» **WORK ORDER**: Throughout the entries below, report every line where "CachePadded" is found.

» **PROVIDED DATA**:
use super::model::{Dataset, Outcome, PayloadRange, PieSlice, ScatterPoint, SiteSelection};

// ---------------------------------------------------------------------------
// Proportion chart input
// ---------------------------------------------------------------------------

/// Aggregate launches into pie slices for the given site selection.
///
/// * `All` → successful launches only, one slice per site (first-appearance
///   order) valued by its success count. This is a share of successes, not a
///   per-site success rate.
/// * `Site(s)` → launches from `s`, split into `"Success"` then `"Failure"`.
///   A class with no launches gets no slice.
///
/// An unknown site yields an empty vector.
pub fn site_success_breakdown(dataset: &Dataset, site: &SiteSelection) -> Vec<PieSlice> {
    match site {
        SiteSelection::All => {
            let mut slices: Vec<PieSlice> = Vec::new();
            for rec in dataset
                .records
                .iter()
                .filter(|r| r.outcome == Outcome::Success)
            {
                match slices.iter_mut().find(|s| s.label == rec.launch_site) {
                    Some(slice) => slice.value += 1,
                    None => slices.push(PieSlice {
                        label: rec.launch_site.clone(),
                        value: 1,
                    }),
                }
            }
            slices
        }
        SiteSelection::Site(name) => {
            let (mut successes, mut failures) = (0u64, 0u64);
            for rec in dataset.records.iter().filter(|r| &r.launch_site == name) {
                match rec.outcome {
                    Outcome::Success => successes += 1,
                    Outcome::Failure => failures += 1,
                }
            }
            [(Outcome::Success, successes), (Outcome::Failure, failures)]
                .into_iter()
                .filter(|&(_, count)| count > 0)
                .map(|(outcome, count)| PieSlice {
                    label: outcome.label().to_string(),
                    value: count,
                })
                .collect()
        }
    }
}

// ---------------------------------------------------------------------------
// Scatter chart input
// ---------------------------------------------------------------------------

/// Project every launch inside `range` (inclusive) and matching `site` onto
/// the payload/outcome plane, in dataset order.
///
/// `range` is trusted to satisfy `low <= high`; an inverted range simply
/// matches nothing.
pub fn payload_outcome_points(
    dataset: &Dataset,
    site: &SiteSelection,
    range: &PayloadRange,
) -> Vec<ScatterPoint> {
    dataset
        .records
        .iter()
        .filter(|r| site.matches(&r.launch_site) && range.contains(r.payload_mass_kg))
        .map(|r| ScatterPoint {
            payload_mass_kg: r.payload_mass_kg,
            outcome: r.outcome,
            booster_category: r.booster_category.clone(),
        })
        .collect()
}
//! [`JoinCounter`]: optional participant tracking that auto-retires a
//! channel when the last reader or the last writer leaves.
//!
//! Cache-padded with `crossbeam_utils::CachePadded` since `Join`/`Leave` are
//! on the hot path of any long-running process network, contended by every
//! participant the way a producer/consumer cursor pair is.

use crossbeam_utils::CachePadded;
use std::sync::atomic::{AtomicI64, Ordering};

/// Tracks announced participants on one side (readers or writers) of a
/// channel. `disabled()` counters are a permanent no-op: join tracking is
/// off and retirement stays explicit.
pub struct JoinCounter {
    count: CachePadded<AtomicI64>,
    enabled: bool,
}

impl JoinCounter {
    pub fn enabled() -> Self {
        JoinCounter {
            count: CachePadded::new(AtomicI64::new(0)),
            enabled: true,
        }
    }

    pub fn disabled() -> Self {
        JoinCounter {
            count: CachePadded::new(AtomicI64::new(0)),
            enabled: false,
        }
    }

    pub fn is_enabled(&self) -> bool {
        self.enabled
    }

    pub fn current(&self) -> i64 {
        self.count.load(Ordering::Acquire)
    }

    /// Increments the count. No-op if tracking is disabled.
    pub fn join(&self) {
        if self.enabled {
            self.count.fetch_add(1, Ordering::AcqRel);
        }
    }

    /// Decrements the count. Returns `true` iff this call observed the
    /// 1 -> 0 transition with tracking enabled (the caller should retire the
    /// channel). Going from 0 to -1 with tracking disabled never happens
    /// since `join`/`leave` are no-ops in that mode; going from 0 to -1 with
    /// tracking enabled (an unmatched `leave`) clamps at 0 and never
    /// triggers.
    pub fn leave(&self) -> bool {
        if !self.enabled {
            return false;
        }
        loop {
            let current = self.count.load(Ordering::Acquire);
            if current <= 0 {
                return false;
            }
            let next = current - 1;
            if self
                .count
                .compare_exchange(current, next, Ordering::AcqRel, Ordering::Acquire)
                .is_ok()
            {
                return next == 0;
            }
        }
    }
}

#[cfg(test)]
mod tests {
    use super::*;

    /// A disabled counter never reports the 1 -> 0 transition.
    #[test]
    fn disabled_counter_never_triggers() {
        let c = JoinCounter::disabled();
        c.join();
        assert!(!c.leave());
    }

    /// Leaving with no prior join has no effect.
    #[test]
    fn leave_without_join_has_no_effect() {
        let c = JoinCounter::enabled();
        assert!(!c.leave());
        assert_eq!(c.current(), 0);
    }

    /// The last leave (count 1 -> 0) reports true; earlier ones report false.
    #[test]
    fn last_leave_triggers() {
        let c = JoinCounter::enabled();
        c.join();
        c.join();
        c.join();
        assert!(!c.leave());
        assert!(!c.leave());
        assert!(c.leave());
        assert_eq!(c.current(), 0);
    }
}
//! Error taxonomy for channel operations.
//!
//! Mirrors the shape of [`crate::request`]'s terminal states: every pending
//! request resolves to success or to exactly one of [`ChannelError`]'s
//! variants. `Retired` is expected end-of-stream, not a fault; `Fatal`
//! signals a protocol violation inside the engine itself and should never be
//! observed by correct callers.

use thiserror::Error;

/// Terminal failure of a (possibly suspended) `Read`/`Write`/choice operation.
#[derive(Debug, Clone, Error)]
pub enum ChannelError {
    /// The channel was retired, or retirement was observed while pending.
    #[error("channel retired")]
    Retired,
    /// The request's deadline elapsed before it could complete.
    #[error("operation timed out")]
    Timeout,
    /// The request's cancellation token fired before it could complete.
    #[error("operation cancelled")]
    Cancelled,
    /// The request was evicted from a full pending queue (Reject/LIFO/FIFO).
    #[error("pending queue overflow")]
    Overflow,
    /// A composite request (external choice) contained incompatible siblings.
    #[error("invalid composite operation: {0}")]
    InvalidOperation(String),
    /// A protocol invariant was violated (e.g. a double-commit of an offer).
    #[error("fatal protocol violation: {0}")]
    Fatal(String),
}

/// Error returned by [`crate::channel::Channel::try_write`].
///
/// `Retired` is split out from `Full` because retirement is a distinct,
/// expected condition rather than a buffer-pressure failure.
#[derive(Debug)]
pub enum TrySendError<T> {
    /// No waiting reader and no free buffer slot; the value is returned.
    Full(T),
    /// The channel is retired; the value is returned.
    Retired(T),
}

impl<T> TrySendError<T> {
    /// Discards the returned value, keeping only the error kind.
    pub fn into_channel_error(self) -> ChannelError {
        match self {
            TrySendError::Full(_) => ChannelError::Overflow,
            TrySendError::Retired(_) => ChannelError::Retired,
        }
    }
}

impl<T: std::fmt::Debug> std::fmt::Display for TrySendError<T> {
    fn fmt(&self, f: &mut std::fmt::Formatter<'_>) -> std::fmt::Result {
        match self {
            TrySendError::Full(_) => write!(f, "channel full"),
            TrySendError::Retired(_) => write!(f, "channel retired"),
        }
    }
}

impl<T: std::fmt::Debug> std::error::Error for TrySendError<T> {}

/// Error returned by [`crate::channel::Channel::try_read`].
#[derive(Debug, Clone, Copy, PartialEq, Eq, Error)]
pub enum TryRecvError {
    /// No buffered item and no waiting writer.
    #[error("channel empty")]
    Empty,
    /// The channel is retired and drained.
    #[error("channel retired")]
    Retired,
}
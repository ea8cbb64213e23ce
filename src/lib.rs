//! A Communicating Sequential Processes (CSP) runtime.
//!
//! `rendezvous` gives processes typed, in-memory channels with the handful
//! of primitives CSP networks are built from: synchronous or buffered
//! point-to-point delivery, external choice across several channels at
//! once (an ALT), graceful retirement, and named lookup scopes for wiring a
//! process network together without passing handles through every
//! constructor.
//!
//! ## Example
//!
//! ```
//! use rendezvous::{Channel, ChannelConfig};
//! use futures::executor::block_on;
//!
//! let ch = Channel::<i32>::new(ChannelConfig::new(0));
//! let writer = ch.clone();
//! std::thread::spawn(move || block_on(writer.write(42)));
//! assert_eq!(block_on(ch.read()).unwrap(), 42);
//! ```
//!
//! ## Module map
//!
//! - [`channel`] — the core synchronization primitive and its matching engine.
//! - [`offer`] — the two-phase commit protocol backing external choice.
//! - [`multi`] — composing several channels into one external-choice request.
//! - [`scope`] — named lookup of channels within a process network.
//! - [`queue`] — the FIFO pending-request queue with O(log n) removal.
//! - [`request`] — the waiter types and cancellation/deadline plumbing.
//! - [`join`] — optional participant tracking that drives auto-retirement.
//! - [`error`] — the error taxonomy shared by every operation.
//! - [`blocking`] — convenience wrappers for non-async callers.

mod blocking;
mod channel;
mod error;
mod join;
mod multi;
mod offer;
mod queue;
mod request;
mod scope;
mod timer;

pub use blocking::BlockingChannelExt;
pub use channel::{Channel, ChannelConfig, OverflowStrategy, Side};
pub use error::{ChannelError, TryRecvError, TrySendError};
pub use multi::{HeterogeneousChoice, MultiChannelAccess, Priority};
pub use offer::{OfferState, TwoPhaseOffer};
pub use request::{CancelToken, RequestId};
pub use scope::{ChannelScope, LocalScope};

#[cfg(test)]
mod tests {
    use super::*;
    use futures::executor::block_on;

    /// End-to-end: two channels wired through a scope, a producer and a
    /// consumer exchanging values, then a graceful retirement.
    #[test]
    fn producer_consumer_through_a_scope() {
        let scope = LocalScope::new();
        let ch = Channel::<i32>::new(ChannelConfig::new(1));
        assert!(scope.register("numbers", ch.clone()));

        let resolved: std::sync::Arc<Channel<i32>> = scope.lookup("numbers").unwrap();
        let producer = resolved.clone();
        let handle = std::thread::spawn(move || {
            block_on(async {
                for i in 0..5 {
                    producer.write(i).await.unwrap();
                }
                producer.retire(false);
            })
        });

        block_on(async {
            for i in 0..5 {
                assert_eq!(resolved.read().await.unwrap(), i);
            }
            assert!(matches!(resolved.read().await, Err(ChannelError::Retired)));
        });
        handle.join().unwrap();
    }

    /// Fair alternation: several writers sharing one channel all get served,
    /// in the order they actually enqueued.
    #[test]
    fn many_writers_all_get_served() {
        let ch = Channel::<usize>::new(ChannelConfig::new(0));
        let mut handles = Vec::new();
        for id in 0..10 {
            let writer = ch.clone();
            handles.push(std::thread::spawn(move || block_on(writer.write(id))));
        }
        let mut seen = std::collections::HashSet::new();
        block_on(async {
            for _ in 0..10 {
                let value = ch.read().await.unwrap();
                seen.insert(value);
            }
        });
        for handle in handles {
            handle.join().unwrap().unwrap();
        }
        assert_eq!(seen.len(), 10);
    }
}
//! [`TwoPhaseOffer`]: the commit protocol object backing external choice.
//!
//! A composite request (built by [`crate::multi::MultiChannelAccess`], or
//! implicitly shared by the two sides of a direct pairing when either side
//! carries one) attaches one `TwoPhaseOffer` per sibling. The channel engine
//! calls `offer()` on every participant in canonical (`RequestId`-ascending)
//! order before committing a match, guaranteeing that exactly one sibling of
//! a composite ever transitions to `Committed`.

use parking_lot::Mutex;

/// Offer lifecycle. `Idle -> Offered -> Committed` is the success path;
/// `Offered -> Idle` (via `withdraw`) lets the engine retry a different pair
/// without losing the composite.
#[derive(Debug, Clone, Copy, PartialEq, Eq)]
pub enum OfferState {
    Idle,
    Offered,
    Committed,
    Withdrawn,
}

/// Serializes offer/commit/withdraw under its own lock, independent of any
/// channel's lock: offer locks are never held while a channel lock is
/// acquired, and vice versa.
pub struct TwoPhaseOffer {
    state: Mutex<OfferState>,
}

impl TwoPhaseOffer {
    pub fn new() -> Self {
        TwoPhaseOffer {
            state: Mutex::new(OfferState::Idle),
        }
    }

    /// Tentatively claims the offer. Returns `true` and transitions to
    /// `Offered` iff the offer was `Idle`; returns `false` (no transition)
    /// if it is already `Offered` (by the same claim — callers hold one
    /// offer() outstanding at a time), `Committed`, or `Withdrawn`.
    pub fn offer(&self) -> bool {
        let mut state = self.state.lock();
        if *state == OfferState::Idle {
            *state = OfferState::Offered;
            true
        } else {
            false
        }
    }

    /// Seals the offer. Must only be called after a successful `offer()`.
    pub fn commit(&self) {
        let mut state = self.state.lock();
        *state = OfferState::Committed;
    }

    /// Releases a tentative claim without committing, returning the offer to
    /// `Idle` so a later match attempt may claim it again.
    pub fn withdraw(&self) {
        let mut state = self.state.lock();
        if *state == OfferState::Offered {
            *state = OfferState::Idle;
        }
    }

    pub fn is_committed(&self) -> bool {
        *self.state.lock() == OfferState::Committed
    }

    pub fn state(&self) -> OfferState {
        *self.state.lock()
    }
}

impl Default for TwoPhaseOffer {
    fn default() -> Self {
        Self::new()
    }
}

/// Runs the two-phase commit protocol across a set of offers in canonical
/// order, returning `true` iff every offer accepted (in which case all are
/// left `Offered`, ready for the caller to `commit()` after performing the
/// value transfer). On any refusal, every offer that had accepted is
/// withdrawn before returning `false`.
pub(crate) fn try_offer_all(offers: &[&TwoPhaseOffer]) -> bool {
    let mut accepted = Vec::with_capacity(offers.len());
    for offer in offers {
        if offer.offer() {
            accepted.push(*offer);
        } else {
            for taken in &accepted {
                taken.withdraw();
            }
            return false;
        }
    }
    true
}

/// Commits every offer in the set. Called only after [`try_offer_all`]
/// returned `true` for the same set.
pub(crate) fn commit_all(offers: &[&TwoPhaseOffer]) {
    for offer in offers {
        offer.commit();
    }
}

#[cfg(test)]
mod tests {
    use super::*;

    /// A second `offer()` call while `Offered` returns false (not `Committed`
    /// — offer() only ever succeeds from `Idle`).
    #[test]
    fn second_offer_while_offered_fails() {
        let offer = TwoPhaseOffer::new();
        assert!(offer.offer());
        assert!(!offer.offer());
    }

    /// A second `offer()` call while `Committed` returns false.
    #[test]
    fn offer_after_commit_fails() {
        let offer = TwoPhaseOffer::new();
        assert!(offer.offer());
        offer.commit();
        assert!(!offer.offer());
        assert!(offer.is_committed());
    }

    /// Withdraw releases the tentative claim, allowing re-offering.
    #[test]
    fn withdraw_allows_reoffer() {
        let offer = TwoPhaseOffer::new();
        assert!(offer.offer());
        offer.withdraw();
        assert!(offer.offer());
    }

    /// `try_offer_all` rolls back every prior acceptance when one offer refuses.
    #[test]
    fn try_offer_all_rolls_back_on_refusal() {
        let a = TwoPhaseOffer::new();
        let b = TwoPhaseOffer::new();
        b.offer(); // pre-claim b, simulating a sibling that already committed elsewhere
        assert!(!try_offer_all(&[&a, &b]));
        assert_eq!(a.state(), OfferState::Idle);
    }

    /// When every offer accepts, all remain `Offered` until explicitly committed.
    #[test]
    fn try_offer_all_succeeds_then_commit_all() {
        let a = TwoPhaseOffer::new();
        let b = TwoPhaseOffer::new();
        assert!(try_offer_all(&[&a, &b]));
        assert_eq!(a.state(), OfferState::Offered);
        commit_all(&[&a, &b]);
        assert!(a.is_committed());
        assert!(b.is_committed());
    }
}
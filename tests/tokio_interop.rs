//! Runtime-agnosticism check: every `Channel` operation returns a plain
//! `Future` with no executor baked in, so it must drive to completion under
//! any executor a caller picks — not just `futures::executor::block_on`,
//! which the rest of the test suite favors. This exercises the same
//! channels under `tokio`'s multi-threaded runtime instead, including a
//! deadline firing through `tokio::time` rather than this crate's own timer
//! thread racing it.

use std::sync::Arc;
use std::time::Duration;

use rendezvous::{Channel, ChannelConfig, ChannelError};

#[tokio::test(flavor = "multi_thread", worker_threads = 2)]
async fn channel_rendezvous_under_tokio() {
    let ch = Channel::<i32>::new(ChannelConfig::new(0));
    let writer = ch.clone();
    let handle = tokio::spawn(async move { writer.write(99).await });

    assert_eq!(ch.read().await.unwrap(), 99);
    handle.await.unwrap().unwrap();
}

#[tokio::test]
async fn deadline_fires_while_polled_from_tokio() {
    let ch = Channel::<i32>::new(ChannelConfig::new(0));
    let deadline = std::time::Instant::now() + Duration::from_millis(30);
    let err = ch.read_opts(None, Some(deadline), None).await.unwrap_err();
    assert!(matches!(err, ChannelError::Timeout));
}

#[tokio::test]
async fn many_tokio_tasks_share_one_channel() {
    let ch = Channel::<usize>::new(ChannelConfig::new(0));
    let mut handles = Vec::new();
    for id in 0..8 {
        let writer: Arc<Channel<usize>> = ch.clone();
        handles.push(tokio::spawn(async move { writer.write(id).await }));
    }

    let mut seen = std::collections::HashSet::new();
    for _ in 0..8 {
        seen.insert(ch.read().await.unwrap());
    }
    for handle in handles {
        handle.await.unwrap().unwrap();
    }
    assert_eq!(seen.len(), 8);
}
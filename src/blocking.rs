//! Blocking convenience wrappers for callers outside an async runtime.
//!
//! Every operation in [`crate::channel::Channel`] is an `async fn`; these
//! wrappers park the calling thread on [`futures::executor::block_on`] so a
//! caller with no executor in scope can still drive a read or write to
//! completion. Timer/cancel callbacks still run on the shared background
//! timer thread, so a blocking caller gets the same deadline semantics as
//! an async one.

use std::sync::Arc;
use std::time::{Duration, Instant};

use futures::executor::block_on;

use crate::channel::Channel;
use crate::error::ChannelError;
use crate::request::CancelToken;

/// Blocking extension methods for [`Channel`], usable from plain threads
/// with no async runtime in scope.
pub trait BlockingChannelExt<T: Clone + Send + 'static> {
    fn write_blocking(&self, value: T) -> Result<(), ChannelError>;
    fn write_timeout(&self, value: T, timeout: Duration) -> Result<(), ChannelError>;
    fn read_blocking(&self) -> Result<T, ChannelError>;
    fn read_timeout(&self, timeout: Duration) -> Result<T, ChannelError>;
    fn read_cancellable(&self, cancel: CancelToken) -> Result<T, ChannelError>;
}

impl<T: Clone + Send + 'static> BlockingChannelExt<T> for Arc<Channel<T>> {
    fn write_blocking(&self, value: T) -> Result<(), ChannelError> {
        block_on(self.write(value))
    }

    fn write_timeout(&self, value: T, timeout: Duration) -> Result<(), ChannelError> {
        let deadline = Instant::now() + timeout;
        block_on(self.write_opts(value, None, Some(deadline), None))
    }

    fn read_blocking(&self) -> Result<T, ChannelError> {
        block_on(self.read())
    }

    fn read_timeout(&self, timeout: Duration) -> Result<T, ChannelError> {
        let deadline = Instant::now() + timeout;
        block_on(self.read_opts(None, Some(deadline), None))
    }

    fn read_cancellable(&self, cancel: CancelToken) -> Result<T, ChannelError> {
        block_on(self.read_opts(None, None, Some(cancel)))
    }
}
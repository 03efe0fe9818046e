//! Panic-mode error recovery
//!
//! When a parsing routine returns a [`SyntaxError`], the caller hands it to
//! [`Parser::recover`]: the error is reported, the cursor skips forward to
//! the next synchronization point (`;`, `{`, `}`, or end of input), and an
//! [`AstNode::Error`] placeholder is returned so the surrounding block can
//! keep parsing. The cursor never rewinds.

use crate::ast::AstNode;
use crate::diagnostics::{Diagnostic, SyntaxError};
use crate::parse::Parser;
use crate::token::TokenKind;
use log::warn;

impl Parser {
    /// Report `error`, resynchronize the cursor, and produce the
    /// placeholder node embedded at the point of failure.
    pub(crate) fn recover(&mut self, error: SyntaxError) -> AstNode {
        self.report(&error);
        self.synchronize();

        AstNode::Error {
            message: error.message,
            line: error.line,
        }
    }

    /// Report an error without moving the cursor. Used when the surrounding
    /// production is still well-formed (e.g. a duplicate `default:` whose
    /// body parsed fine).
    pub(crate) fn report(&mut self, error: &SyntaxError) {
        warn!(target: "parser", "line {}: {}", error.line, error.message);

        let diagnostic = Diagnostic::from_error(error);
        if let Some(sink) = self.sink.as_mut() {
            sink.report(&diagnostic);
        }
        self.diagnostics.push(diagnostic);
        self.consecutive_errors += 1;
    }

    /// Skip tokens until the next statement terminator or block boundary.
    /// A `;` is consumed (the statement it ended is already lost); braces
    /// are left for the enclosing block parser.
    fn synchronize(&mut self) {
        while !self.cursor.at_end() {
            match self.cursor.peek().kind {
                TokenKind::Semicolon => {
                    self.cursor.advance();
                    return;
                }
                TokenKind::LBrace | TokenKind::RBrace => return,
                _ => {
                    self.cursor.advance();
                }
            }
        }
    }

    /// Parse one statement, recovering locally on failure. Used by every
    /// statement-list loop (blocks, switch arms) so a bad statement never
    /// aborts its container. Guarantees cursor progress even when the
    /// offending token is itself a sync point.
    pub(crate) fn parse_statement_recovering(&mut self) -> AstNode {
        let start = self.cursor.position();
        match self.parse_statement() {
            Ok(node) => {
                self.consecutive_errors = 0;
                node
            }
            Err(error) => {
                let node = self.recover(error);
                if self.cursor.position() == start {
                    self.cursor.advance();
                }
                node
            }
        }
    }
}
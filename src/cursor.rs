//! Token cursor: a movable read position over the token stream
//!
//! The cursor is the only mutable state threaded through parsing. It never
//! rewinds; recovery advances it forward to a synchronization point. An
//! `Eof` sentinel is guaranteed so `peek` is total; productions that run
//! into it surface an end-of-stream error at their `expect` call.

use crate::token::{Token, TokenKind};

#[derive(Debug)]
pub struct TokenCursor {
    tokens: Vec<Token>,
    position: usize,
}

impl TokenCursor {
    /// Wrap a token sequence, appending an `Eof` sentinel if the producer
    /// did not include one.
    pub fn new(mut tokens: Vec<Token>) -> Self {
        let needs_eof = tokens.last().map(|t| t.kind != TokenKind::Eof).unwrap_or(true);
        if needs_eof {
            let line = tokens.last().map(|t| t.line).unwrap_or(1);
            tokens.push(Token::eof(line));
        }
        Self { tokens, position: 0 }
    }

    /// Current token without consuming it.
    pub fn peek(&self) -> &Token {
        &self.tokens[self.position]
    }

    /// Token `n` positions past the current one, if any.
    pub fn peek_ahead(&self, n: usize) -> Option<&Token> {
        self.tokens.get(self.position + n)
    }

    /// Consume and return the current token. At end of input the sentinel
    /// is returned and the position stays put.
    pub fn advance(&mut self) -> Token {
        let token = self.tokens[self.position].clone();
        if !self.at_end() {
            self.position += 1;
        }
        token
    }

    /// True when the current token has the given kind.
    pub fn check(&self, kind: TokenKind) -> bool {
        self.peek().kind == kind
    }

    /// True once the sentinel is reached.
    pub fn at_end(&self) -> bool {
        self.peek().kind == TokenKind::Eof
    }

    /// Source line of the current token.
    pub fn line(&self) -> usize {
        self.peek().line
    }

    /// Current index into the token sequence. Used by callers to verify
    /// that recovery made progress.
    pub fn position(&self) -> usize {
        self.position
    }
}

» **REPLY**:
//! Cache-padded with `crossbeam_utils::CachePadded` since `Join`/`Leave` are
use crossbeam_utils::CachePadded;
    count: CachePadded<AtomicI64>,
            count: CachePadded::new(AtomicI64::new(0)),
            count: CachePadded::new(AtomicI64::new(0)),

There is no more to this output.